Almost two decades ago a survey was published about why should doctors wear white coat; roughly quarter of doctors reasoned to be differentiated amongst colleagues and patients, while other 23% reasoned to put things in pockets [2] When questioned to patients, they almost always preferred that doctors should wear white coat and that was found in several studies [3,4] So from the symbolic representation it is good to wear white coat from both doctors and patients perspectives; also it help preventing contamination of native cloths of healthcare workers.

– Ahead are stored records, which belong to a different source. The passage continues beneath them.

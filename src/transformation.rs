//! The data transformation stage.
//!
//! Orchestrates the full preprocessing pass: split the label off the train
//! and test tables, fit the column preprocessor on the train features,
//! transform both tables, append the raw label as the last matrix column,
//! and persist the fitted preprocessor for inference-time reuse.

use crate::error::TransformError;
use crate::frame::NumericFrame;
use crate::preprocessing::{
    ColumnPreprocessor, FittedColumnPreprocessor, FittedTransformer, Transformer,
};
use crate::schema;
use crate::table::{read_table, Table};
use ndarray::Array2;
use std::path::{Path, PathBuf};

/// Configuration for the transformation stage.
#[derive(Clone, Debug)]
pub struct TransformationConfig {
    /// Where the fitted preprocessor artifact is written.
    pub artifact_path: PathBuf,
}

impl Default for TransformationConfig {
    fn default() -> Self {
        Self {
            artifact_path: PathBuf::from("artifacts").join("preprocessor.bin"),
        }
    }
}

/// The result of a transformation run.
pub struct TransformedData {
    /// Transformed train matrix, label in the last column.
    pub train: Array2<f64>,
    /// Transformed test matrix, label in the last column.
    pub test: Array2<f64>,
    /// The fitted preprocessor, also persisted at `artifact_path`.
    pub preprocessor: FittedColumnPreprocessor,
    /// Where the fitted preprocessor was written.
    pub artifact_path: PathBuf,
}

/// The transformation stage entry point.
pub struct DataTransformation {
    config: TransformationConfig,
    preprocessor: ColumnPreprocessor,
}

impl Default for DataTransformation {
    fn default() -> Self {
        Self::new()
    }
}

impl DataTransformation {
    /// Create a stage with the default configuration and the fixed
    /// student-performance schema.
    pub fn new() -> Self {
        Self {
            config: TransformationConfig::default(),
            preprocessor: ColumnPreprocessor::new(),
        }
    }

    /// Replace the configuration.
    pub fn with_config(mut self, config: TransformationConfig) -> Self {
        self.config = config;
        self
    }

    /// Replace the preprocessor (e.g., for custom column lists).
    pub fn with_preprocessor(mut self, preprocessor: ColumnPreprocessor) -> Self {
        self.preprocessor = preprocessor;
        self
    }

    /// Fit on the train table, transform both tables, append the label column
    /// and persist the fitted preprocessor.
    ///
    /// The label passes through untouched: the last column of each returned
    /// matrix holds the original label values.
    ///
    /// # Errors
    /// Fails if the label or a declared feature column is absent from either
    /// table, if a numeric column has no observed values, or if the artifact
    /// cannot be written. Failures leave no partially-fitted state behind.
    pub fn run(
        &self,
        train: &Table,
        test: &Table,
        label: &str,
    ) -> Result<TransformedData, TransformError> {
        let train_label = train.numeric_column(label)?;
        let test_label = test.numeric_column(label)?;

        let fitted = self.preprocessor.fit(train)?;
        let train_features = fitted.transform(train)?;
        let test_features = fitted.transform(test)?;

        let train_matrix = append_label(train_features, label, train_label)?;
        let test_matrix = append_label(test_features, label, test_label)?;

        if let Some(parent) = self.config.artifact_path.parent() {
            if !parent.as_os_str().is_empty() {
                std::fs::create_dir_all(parent)?;
            }
        }
        fitted.save_to_file(&self.config.artifact_path)?;

        Ok(TransformedData {
            train: train_matrix,
            test: test_matrix,
            preprocessor: fitted,
            artifact_path: self.config.artifact_path.clone(),
        })
    }

    /// Read the train and test tables from CSV files, then run with the
    /// dataset's label column.
    pub fn run_from_paths<P: AsRef<Path>>(
        &self,
        train_path: P,
        test_path: P,
    ) -> Result<TransformedData, TransformError> {
        let train = read_table(train_path)?;
        let test = read_table(test_path)?;
        self.run(&train, &test, schema::LABEL_COLUMN)
    }
}

/// Append the raw label values as the last matrix column.
fn append_label(
    features: NumericFrame,
    label: &str,
    values: Vec<f64>,
) -> Result<Array2<f64>, TransformError> {
    let n_rows = values.len();
    let label_column = Array2::from_shape_vec((n_rows, 1), values).map_err(|e| {
        TransformError::InvalidShape {
            expected: format!("({}, 1)", n_rows),
            got: e.to_string(),
        }
    })?;
    let label_frame = NumericFrame::new(vec![label.to_string()], label_column)?;
    Ok(NumericFrame::hstack(&[features, label_frame])?.into_matrix())
}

As far as the NI by white coat is considered there are good evidences that white coats are contaminated with organisms particularly physicians’ white coat sleeves and pockets are frequently colonized with bacteria associated with NI [5-8]. Mackintosh et al. [9] showed that several pathogens transferred well from fabrics to hands. Scott et al. [10] showed that several types of pathogens could be transferred from contaminated soiled cloth and surfaces to fingertips in detectable numbers. So it is believable that white coats are ‘dirty’; although none of these studies established an association between contaminated uniforms and healthcare associated infections which was concluded in EPIC2: National Evidence-Based Guidelines for Preventing Healthcare- Associated Infections in NHS Hospitals in England [11]. Surprisingly not only white coats but even newly laundered cloths including shortsleeved uniforms also become contaminated by bacteria including methicillin-resistant Staphylococcus aureus (MRSA) and after 8 hours of wear, no difference in the degree of contamination of freshly laundered uniforms versus infrequently laundered white coats [12]. Not only the dress but all other accessories like pens, cell phones and stethoscopes used by physicians harbored various microbial flora [13].

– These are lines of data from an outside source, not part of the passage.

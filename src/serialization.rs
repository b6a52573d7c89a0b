//! Serialization of fitted transformer parameters.
//!
//! This module provides a uniform way to serialize and deserialize the
//! learned parameters of a fitted transformer, without coupling individual
//! transformers to a specific wire format.

use std::error::Error;

/// A trait for parameter representations that can be serialized to and from bytes.
///
/// Implementors should contain only plain data (e.g., `Vec<f64>`, `Vec<String>`,
/// scalars), not live transformer state.
pub trait SerializableParams: Sized {
    /// The error type returned during (de)serialization.
    type Error: Error + Send + Sync + 'static;

    /// Serialize the parameters into a byte buffer.
    fn to_bytes(&self) -> Result<Vec<u8>, Self::Error>;

    /// Deserialize the parameters from a byte buffer.
    fn from_bytes(bytes: &[u8]) -> Result<Self, Self::Error>;
}

impl<T> SerializableParams for T
where
    T: serde::Serialize + for<'de> serde::Deserialize<'de>,
{
    type Error = bincode::Error;

    fn to_bytes(&self) -> Result<Vec<u8>, Self::Error> {
        bincode::serialize(self)
    }

    fn from_bytes(bytes: &[u8]) -> Result<Self, Self::Error> {
        bincode::deserialize(bytes)
    }
}

#[cfg(test)]
mod tests {
    use super::*;
    use serde::{Deserialize, Serialize};

    #[derive(Serialize, Deserialize, PartialEq, Debug)]
    struct DemoParams {
        statistics: Vec<f64>,
        columns: Vec<String>,
    }

    #[test]
    fn test_round_trip() {
        let params = DemoParams {
            statistics: vec![1.5, -2.0],
            columns: vec!["a".to_string(), "b".to_string()],
        };
        let bytes = params.to_bytes().unwrap();
        let restored = DemoParams::from_bytes(&bytes).unwrap();
        assert_eq!(params, restored);
    }

    #[test]
    fn test_from_bytes_rejects_garbage() {
        let result = DemoParams::from_bytes(&[0xff, 0xff, 0xff, 0xff]);
        assert!(result.is_err());
    }
}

So in conclusion we have good evidence of contamination by pathogens to white coats and all other accessories utilized by doctors but yet no good evidence weather that is causing nosocomial infections. Also we are utilizing more and more accessories like notebook, netbook and iPads. So there are more and more chances of contamination, which is unavoidable. Probably hand washing is so far the best intervention to ultimately prevent any type of nosocomial infection eventually spread by contamination of all those accessories and till we get further evidence that should be only evidence based strategy we can force to implement.